**PROBLEM DETAILS**
What lines of the data hold the string "await"? Pull each one out.

(Collected data)
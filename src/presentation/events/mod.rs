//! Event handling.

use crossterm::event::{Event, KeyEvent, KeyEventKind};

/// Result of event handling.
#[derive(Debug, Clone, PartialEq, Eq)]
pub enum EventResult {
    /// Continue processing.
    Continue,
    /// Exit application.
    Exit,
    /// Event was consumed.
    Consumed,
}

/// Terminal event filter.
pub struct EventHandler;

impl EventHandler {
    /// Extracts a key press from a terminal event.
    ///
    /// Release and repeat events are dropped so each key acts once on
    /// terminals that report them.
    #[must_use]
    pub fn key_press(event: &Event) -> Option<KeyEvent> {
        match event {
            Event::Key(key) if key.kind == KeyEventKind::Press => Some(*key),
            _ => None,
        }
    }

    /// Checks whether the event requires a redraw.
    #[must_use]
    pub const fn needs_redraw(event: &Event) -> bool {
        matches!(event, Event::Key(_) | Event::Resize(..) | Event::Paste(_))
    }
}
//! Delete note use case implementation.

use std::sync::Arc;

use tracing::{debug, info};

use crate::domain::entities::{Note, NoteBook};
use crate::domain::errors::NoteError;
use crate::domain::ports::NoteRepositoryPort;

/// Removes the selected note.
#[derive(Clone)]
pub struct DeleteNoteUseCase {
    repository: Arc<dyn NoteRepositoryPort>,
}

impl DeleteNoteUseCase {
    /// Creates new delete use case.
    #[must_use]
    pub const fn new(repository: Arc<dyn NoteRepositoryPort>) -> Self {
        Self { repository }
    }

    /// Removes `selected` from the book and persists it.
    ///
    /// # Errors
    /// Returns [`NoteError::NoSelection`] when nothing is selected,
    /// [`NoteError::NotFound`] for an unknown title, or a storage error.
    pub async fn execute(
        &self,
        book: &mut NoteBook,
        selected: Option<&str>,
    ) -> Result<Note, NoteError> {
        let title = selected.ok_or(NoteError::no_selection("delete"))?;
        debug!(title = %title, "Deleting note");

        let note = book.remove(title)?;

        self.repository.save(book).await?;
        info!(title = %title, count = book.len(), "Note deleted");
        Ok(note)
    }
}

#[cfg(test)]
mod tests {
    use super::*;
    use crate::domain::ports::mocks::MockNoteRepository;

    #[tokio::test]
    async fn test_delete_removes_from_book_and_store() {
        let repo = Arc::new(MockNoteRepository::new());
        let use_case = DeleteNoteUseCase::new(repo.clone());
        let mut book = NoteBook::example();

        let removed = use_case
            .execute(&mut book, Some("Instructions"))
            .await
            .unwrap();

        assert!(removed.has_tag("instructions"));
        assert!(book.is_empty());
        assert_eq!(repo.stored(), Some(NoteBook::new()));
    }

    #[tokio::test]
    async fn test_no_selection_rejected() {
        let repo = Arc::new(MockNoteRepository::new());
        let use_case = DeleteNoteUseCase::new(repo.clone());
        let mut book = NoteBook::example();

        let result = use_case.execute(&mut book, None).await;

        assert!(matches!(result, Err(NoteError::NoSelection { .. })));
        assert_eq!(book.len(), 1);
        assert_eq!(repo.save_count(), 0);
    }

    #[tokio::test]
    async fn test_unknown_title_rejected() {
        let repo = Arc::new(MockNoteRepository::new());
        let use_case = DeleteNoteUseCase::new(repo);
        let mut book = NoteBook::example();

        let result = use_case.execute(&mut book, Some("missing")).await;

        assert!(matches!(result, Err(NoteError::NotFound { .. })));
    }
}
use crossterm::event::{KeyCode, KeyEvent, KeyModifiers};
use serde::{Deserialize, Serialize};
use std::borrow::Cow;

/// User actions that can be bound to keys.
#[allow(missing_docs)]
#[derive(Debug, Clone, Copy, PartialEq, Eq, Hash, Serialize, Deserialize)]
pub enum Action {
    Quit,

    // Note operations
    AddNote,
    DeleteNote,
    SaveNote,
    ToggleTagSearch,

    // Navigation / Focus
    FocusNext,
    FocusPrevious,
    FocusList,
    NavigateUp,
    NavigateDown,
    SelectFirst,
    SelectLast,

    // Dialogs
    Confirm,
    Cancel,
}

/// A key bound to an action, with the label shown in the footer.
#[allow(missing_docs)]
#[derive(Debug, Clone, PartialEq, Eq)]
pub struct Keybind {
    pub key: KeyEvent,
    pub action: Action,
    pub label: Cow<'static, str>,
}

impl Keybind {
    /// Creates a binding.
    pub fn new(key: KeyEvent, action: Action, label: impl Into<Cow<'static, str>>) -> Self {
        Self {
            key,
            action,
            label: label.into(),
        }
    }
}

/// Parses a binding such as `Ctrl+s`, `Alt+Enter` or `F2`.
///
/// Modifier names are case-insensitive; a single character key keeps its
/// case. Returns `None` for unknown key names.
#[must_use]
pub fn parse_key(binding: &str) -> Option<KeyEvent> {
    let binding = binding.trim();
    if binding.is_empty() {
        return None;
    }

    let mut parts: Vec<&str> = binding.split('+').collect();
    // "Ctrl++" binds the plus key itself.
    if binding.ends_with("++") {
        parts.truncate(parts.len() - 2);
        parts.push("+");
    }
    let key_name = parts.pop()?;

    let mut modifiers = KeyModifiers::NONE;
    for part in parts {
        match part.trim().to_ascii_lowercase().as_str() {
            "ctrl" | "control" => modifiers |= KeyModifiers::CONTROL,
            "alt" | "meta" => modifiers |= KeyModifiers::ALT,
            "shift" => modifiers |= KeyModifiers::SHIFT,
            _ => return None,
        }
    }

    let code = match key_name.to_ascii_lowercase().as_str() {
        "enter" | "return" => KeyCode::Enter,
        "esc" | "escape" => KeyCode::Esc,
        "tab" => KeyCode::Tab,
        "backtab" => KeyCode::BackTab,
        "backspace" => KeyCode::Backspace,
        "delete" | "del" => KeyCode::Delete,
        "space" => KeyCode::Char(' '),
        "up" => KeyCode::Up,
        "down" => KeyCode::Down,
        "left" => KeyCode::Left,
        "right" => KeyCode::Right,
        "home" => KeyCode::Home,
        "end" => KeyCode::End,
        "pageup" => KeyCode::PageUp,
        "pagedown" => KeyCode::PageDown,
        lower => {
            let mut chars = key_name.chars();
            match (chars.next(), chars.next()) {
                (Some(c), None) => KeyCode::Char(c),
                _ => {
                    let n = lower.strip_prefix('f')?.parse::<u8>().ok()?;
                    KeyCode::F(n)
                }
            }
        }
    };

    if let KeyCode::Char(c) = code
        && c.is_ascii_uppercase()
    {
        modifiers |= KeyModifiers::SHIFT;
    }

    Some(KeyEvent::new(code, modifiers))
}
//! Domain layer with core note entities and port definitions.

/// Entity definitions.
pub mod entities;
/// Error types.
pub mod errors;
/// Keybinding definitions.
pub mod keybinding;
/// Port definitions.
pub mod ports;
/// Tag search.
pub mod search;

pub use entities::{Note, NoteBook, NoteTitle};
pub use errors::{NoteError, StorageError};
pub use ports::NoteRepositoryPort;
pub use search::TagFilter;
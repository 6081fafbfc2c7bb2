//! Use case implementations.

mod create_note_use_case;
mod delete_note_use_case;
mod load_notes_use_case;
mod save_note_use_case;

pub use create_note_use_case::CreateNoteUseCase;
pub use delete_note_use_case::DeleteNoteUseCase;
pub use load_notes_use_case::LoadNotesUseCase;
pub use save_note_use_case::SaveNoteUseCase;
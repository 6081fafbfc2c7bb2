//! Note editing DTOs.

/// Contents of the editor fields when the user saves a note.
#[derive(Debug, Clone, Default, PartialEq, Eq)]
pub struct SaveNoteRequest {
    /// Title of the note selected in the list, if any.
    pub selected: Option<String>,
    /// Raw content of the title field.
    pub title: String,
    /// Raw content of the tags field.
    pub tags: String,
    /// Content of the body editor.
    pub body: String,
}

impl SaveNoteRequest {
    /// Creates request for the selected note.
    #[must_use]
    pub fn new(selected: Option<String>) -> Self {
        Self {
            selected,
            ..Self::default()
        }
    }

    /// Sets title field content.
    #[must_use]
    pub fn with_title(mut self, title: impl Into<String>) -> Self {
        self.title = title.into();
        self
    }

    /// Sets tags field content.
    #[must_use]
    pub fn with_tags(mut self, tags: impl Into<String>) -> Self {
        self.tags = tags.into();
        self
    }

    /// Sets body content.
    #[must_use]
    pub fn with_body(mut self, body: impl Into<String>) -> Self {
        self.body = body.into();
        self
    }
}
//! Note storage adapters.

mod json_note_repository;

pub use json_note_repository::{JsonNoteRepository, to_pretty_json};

**SOLUTION BELOW**
        self.repository.save(book).await?;
            .await
        let result = use_case.execute(&mut book, None).await;
        let result = use_case.execute(&mut book, Some("missing")).await;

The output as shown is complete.